A recent New York Times piece asks that question specifically as it pertains to lands across the US owned by and designated specifically for womyn-centric groups created, primarily, as “rural lesbian utopias in the 1960s.” As the founding members of these communities age, they’re having a difficult time finding new members to keep the communities alive. A couple of the younger visitors to these spaces interviewed in the piece are around 35 years old and report often being the youngest in their groups by about two decades.
The Times interviewed many of the proprietors and residents of the spaces, who provided a lot of possible answers: The communes that once eschewed social media and self-promotion out of privacy concerns are now too behind and too cash-strapped to know where to begin. In places like Vermont, some residents of these international communities believe that not as many people are looking to escape the patriarchy as they once were. Others say it’s easier for lesbians to connect with one another in the world at large than it was 50 years ago.
But one current that seems to run through a lot of the answers given to the Times seems to be that the residents feel cast off and ignored by younger generations of women: “Young women have never wanted to learn from old women,” one resident, who was forced to remain closeted for fear her children would be taken away, told the Times. “We are invisible to them. They’ve always been told that old women are worthless.”
However, the Times doesn’t mention an obvious problem for the communities until the very end of its coverage, most people need money to survive:
“And it’s not just about age. These communities were primarily founded by white women, and they continue to occupy them in the greatest numbers. According to Dr. Keridwen Luis, an anthropologist and the author of “Herlands,” some feminists called the alternative living structures a “middle-class response” that low-income women of color simply didn’t have access to.
“‘Women were really, really trying to get away from a capitalist-minded mentality,” Dr. Luis said. “But it does come down to the fundamental problem of, how do you get the land in the first place? That kind of thing shapes the kind of end result of the community that you’ve got.’”
And the article, titled “Why Doesn’t Anyone Want to Live in This Perfect Place?” does not really fully explain who can and cannot live in these communities:
“Others take issue with policies that exclude bisexual and transgender women, or fear a group of older women won’t be welcoming. “‘Younger demographics tend to assume that older generations are less forward-thinking,’” Dr. Luis said.”

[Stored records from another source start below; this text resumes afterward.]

//! vt-telemetry - error telemetry worker for the vt CLI
//!
//! `vt-telemetry flush <store-id> <batch-file>` is spawned detached by the
//! CLI at exit. The remaining commands inspect local telemetry state.

use std::process::ExitCode;

use clap::Parser;
use tracing_subscriber::{layer::SubscriberExt, util::SubscriberInitExt, EnvFilter};

mod commands;
mod error;
mod output;

use commands::Cli;

/// Log filter for this binary; falls back to `RUST_LOG`, then `warn`.
const LOG_ENV: &str = "VT_TELEMETRY_LOG";

#[tokio::main]
async fn main() -> ExitCode {
    tracing_subscriber::registry()
        .with(
            EnvFilter::try_from_env(LOG_ENV)
                .or_else(|_| EnvFilter::try_from_default_env())
                .unwrap_or_else(|_| "warn".into()),
        )
        .with(
            tracing_subscriber::fmt::layer()
                .json()
                .with_writer(std::io::stderr),
        )
        .init();

    let cli = Cli::parse();

    match cli.run().await {
        Ok(code) => ExitCode::from(code),
        Err(e) => {
            error::print_error(&e);
            ExitCode::FAILURE
        }
    }
}
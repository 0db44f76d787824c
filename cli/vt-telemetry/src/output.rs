//! Output formatting for CLI commands.

use colored::Colorize;
use serde::Serialize;
use tabled::{Table, Tabled};

/// Output format.
#[derive(Debug, Clone, Copy, Default, PartialEq, Eq)]
pub enum OutputFormat {
    /// Human-readable table format.
    #[default]
    Table,
    /// JSON format.
    Json,
}

impl OutputFormat {
    pub fn parse(value: &str) -> Self {
        match value {
            "json" => Self::Json,
            _ => Self::Table,
        }
    }
}

/// Print data in the specified format.
pub fn print_output<T: Serialize + Tabled>(data: &[T], format: OutputFormat) {
    match format {
        OutputFormat::Table => {
            if data.is_empty() {
                println!("{}", "No items found.".dimmed());
            } else {
                println!("{}", format_table(data));
            }
        }
        OutputFormat::Json => print_json(&data),
    }
}

/// Render rows as a table.
pub fn format_table<T: Tabled>(data: &[T]) -> String {
    Table::new(data).to_string()
}

/// Print a value as pretty JSON.
pub fn print_json<T: Serialize>(data: &T) {
    match serde_json::to_string_pretty(data) {
        Ok(json) => println!("{}", json),
        Err(e) => eprintln!("{} failed to format output: {}", "Error:".red().bold(), e),
    }
}

/// Print an info message.
pub fn print_info(message: &str) {
    println!("{} {}", "Info:".blue().bold(), message);
}

/// `-` for absent values in table cells.
pub fn display_option<T: ToString>(opt: &Option<T>) -> String {
    opt.as_ref()
        .map(|v| v.to_string())
        .unwrap_or_else(|| "-".to_string())
}
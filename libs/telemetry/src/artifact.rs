//! Failure artifacts: the last-resort record of a flush that did not make it.
//!
//! Artifacts are never cleaned up automatically.

use std::ffi::OsString;
use std::path::{Path, PathBuf};

use chrono::{DateTime, Utc};
use serde::{Deserialize, Serialize};
use tokio::io::AsyncWriteExt;

use crate::error::{ArtifactError, TelemetryError};
use crate::record::ErrorRecord;
use crate::worker::FlushStage;

/// Why the flush failed.
#[derive(Debug, Clone, PartialEq, Eq, Serialize, Deserialize)]
pub struct FailureCause {
    pub kind: String,
    pub message: String,
}

impl From<&TelemetryError> for FailureCause {
    fn from(err: &TelemetryError) -> Self {
        Self {
            kind: err.kind().to_string(),
            message: err.to_string(),
        }
    }
}

/// Contents of one artifact file.
#[derive(Debug, Clone, PartialEq, Serialize, Deserialize)]
#[serde(rename_all = "camelCase")]
pub struct FailureArtifact {
    pub failed_at: DateTime<Utc>,
    pub store_id: String,
    pub batch_path: PathBuf,
    /// Stage the worker was in when it failed.
    pub stage: FlushStage,
    pub error: FailureCause,
    /// The batch, when it was read before the failure.
    pub errors: Option<Vec<ErrorRecord>>,
}

impl FailureArtifact {
    /// Write to a fresh `<prefix>-<random>.json`, creating the directory.
    pub async fn write(&self, prefix: &Path) -> Result<PathBuf, ArtifactError> {
        let path = artifact_path(prefix);
        let bytes = serde_json::to_vec(self)?;

        if let Some(parent) = path.parent() {
            tokio::fs::create_dir_all(parent)
                .await
                .map_err(|source| ArtifactError::CreateDir {
                    path: parent.to_path_buf(),
                    source,
                })?;
        }

        let mut file = tokio::fs::OpenOptions::new()
            .write(true)
            .create_new(true)
            .open(&path)
            .await
            .map_err(|source| ArtifactError::Write {
                path: path.clone(),
                source,
            })?;
        file.write_all(&bytes)
            .await
            .map_err(|source| ArtifactError::Write {
                path: path.clone(),
                source,
            })?;
        file.sync_all()
            .await
            .map_err(|source| ArtifactError::Write {
                path: path.clone(),
                source,
            })?;

        Ok(path)
    }

    pub fn read(path: &Path) -> std::io::Result<Self> {
        let bytes = std::fs::read(path)?;
        serde_json::from_slice(&bytes)
            .map_err(|e| std::io::Error::new(std::io::ErrorKind::InvalidData, e))
    }
}

/// `<prefix>-<16 hex chars>.json`
pub fn artifact_path(prefix: &Path) -> PathBuf {
    let suffix = hex::encode(rand::random::<[u8; 8]>());
    let mut name = prefix
        .file_name()
        .map(|n| n.to_os_string())
        .unwrap_or_else(|| OsString::from("flush"));
    name.push(format!("-{suffix}.json"));
    prefix.with_file_name(name)
}

/// Artifact files under `prefix`, oldest name first.
pub fn list_artifacts(prefix: &Path) -> std::io::Result<Vec<PathBuf>> {
    let Some(dir) = prefix.parent() else {
        return Ok(Vec::new());
    };
    let stem = prefix
        .file_name()
        .map(|n| format!("{}-", n.to_string_lossy()))
        .unwrap_or_else(|| "flush-".to_string());

    let entries = match std::fs::read_dir(dir) {
        Ok(entries) => entries,
        Err(e) if e.kind() == std::io::ErrorKind::NotFound => return Ok(Vec::new()),
        Err(e) => return Err(e),
    };

    let mut paths = Vec::new();
    for entry in entries {
        let entry = entry?;
        let name = entry.file_name();
        let name = name.to_string_lossy();
        if name.starts_with(&stem) && name.ends_with(".json") {
            paths.push(entry.path());
        }
    }
    paths.sort();
    Ok(paths)
}

#[cfg(test)]
mod tests {
    use super::*;
    use serde_json::json;

    fn sample() -> FailureArtifact {
        FailureArtifact {
            failed_at: Utc::now(),
            store_id: "cli".to_string(),
            batch_path: PathBuf::from("/tmp/batch.json"),
            stage: FlushStage::Report,
            error: FailureCause {
                kind: "remote_delivery".to_string(),
                message: "timed out".to_string(),
            },
            errors: Some(vec![ErrorRecord::new(json!({"message": "x"}))]),
        }
    }

    #[test]
    fn test_artifact_path_shape() {
        let path = artifact_path(Path::new("/cfg/errors/flush"));
        let name = path.file_name().unwrap().to_string_lossy().to_string();

        assert_eq!(path.parent().unwrap(), Path::new("/cfg/errors"));
        assert!(name.starts_with("flush-"));
        assert!(name.ends_with(".json"));
        assert_eq!(name.len(), "flush-".len() + 16 + ".json".len());
    }

    #[test]
    fn test_artifact_paths_are_unique() {
        let prefix = Path::new("/cfg/errors/flush");
        assert_ne!(artifact_path(prefix), artifact_path(prefix));
    }

    #[tokio::test]
    async fn test_write_creates_directory_and_lists() {
        let tmp = tempfile::tempdir().unwrap();
        let prefix = tmp.path().join("errors").join("flush");

        let written = sample().write(&prefix).await.unwrap();
        let listed = list_artifacts(&prefix).unwrap();
        assert_eq!(listed, vec![written.clone()]);

        let raw = std::fs::read_to_string(&written).unwrap();
        assert!(raw.contains(r#"{"message":"x"}"#));
        assert!(raw.contains(r#""stage":"report""#));

        let back = FailureArtifact::read(&written).unwrap();
        assert_eq!(back.error.kind, "remote_delivery");
    }

    #[test]
    fn test_list_missing_directory_is_empty() {
        let tmp = tempfile::tempdir().unwrap();
        let prefix = tmp.path().join("nowhere").join("flush");
        assert!(list_artifacts(&prefix).unwrap().is_empty());
    }

    #[cfg(unix)]
    #[tokio::test]
    async fn test_unwritable_directory_is_artifact_error() {
        let tmp = tempfile::tempdir().unwrap();
        let blocker = tmp.path().join("errors");
        std::fs::write(&blocker, "a file, not a directory").unwrap();

        let err = sample().write(&blocker.join("flush")).await.unwrap_err();
        assert!(matches!(err, ArtifactError::CreateDir { .. }));
    }
}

And while the piece names one community that welcomes “anyone who identifies as a woman” and mentions another that has “no formal policy regarding trans women” it doesn’t specifically explain these policies or speak to why they might be detrimental to communities desperately seeking new members. Excluding a longer discussion of these ideas seems like a pretty big oversight in a piece that declares these spaces “perfect” and purports to be investigating why younger people don’t visit them.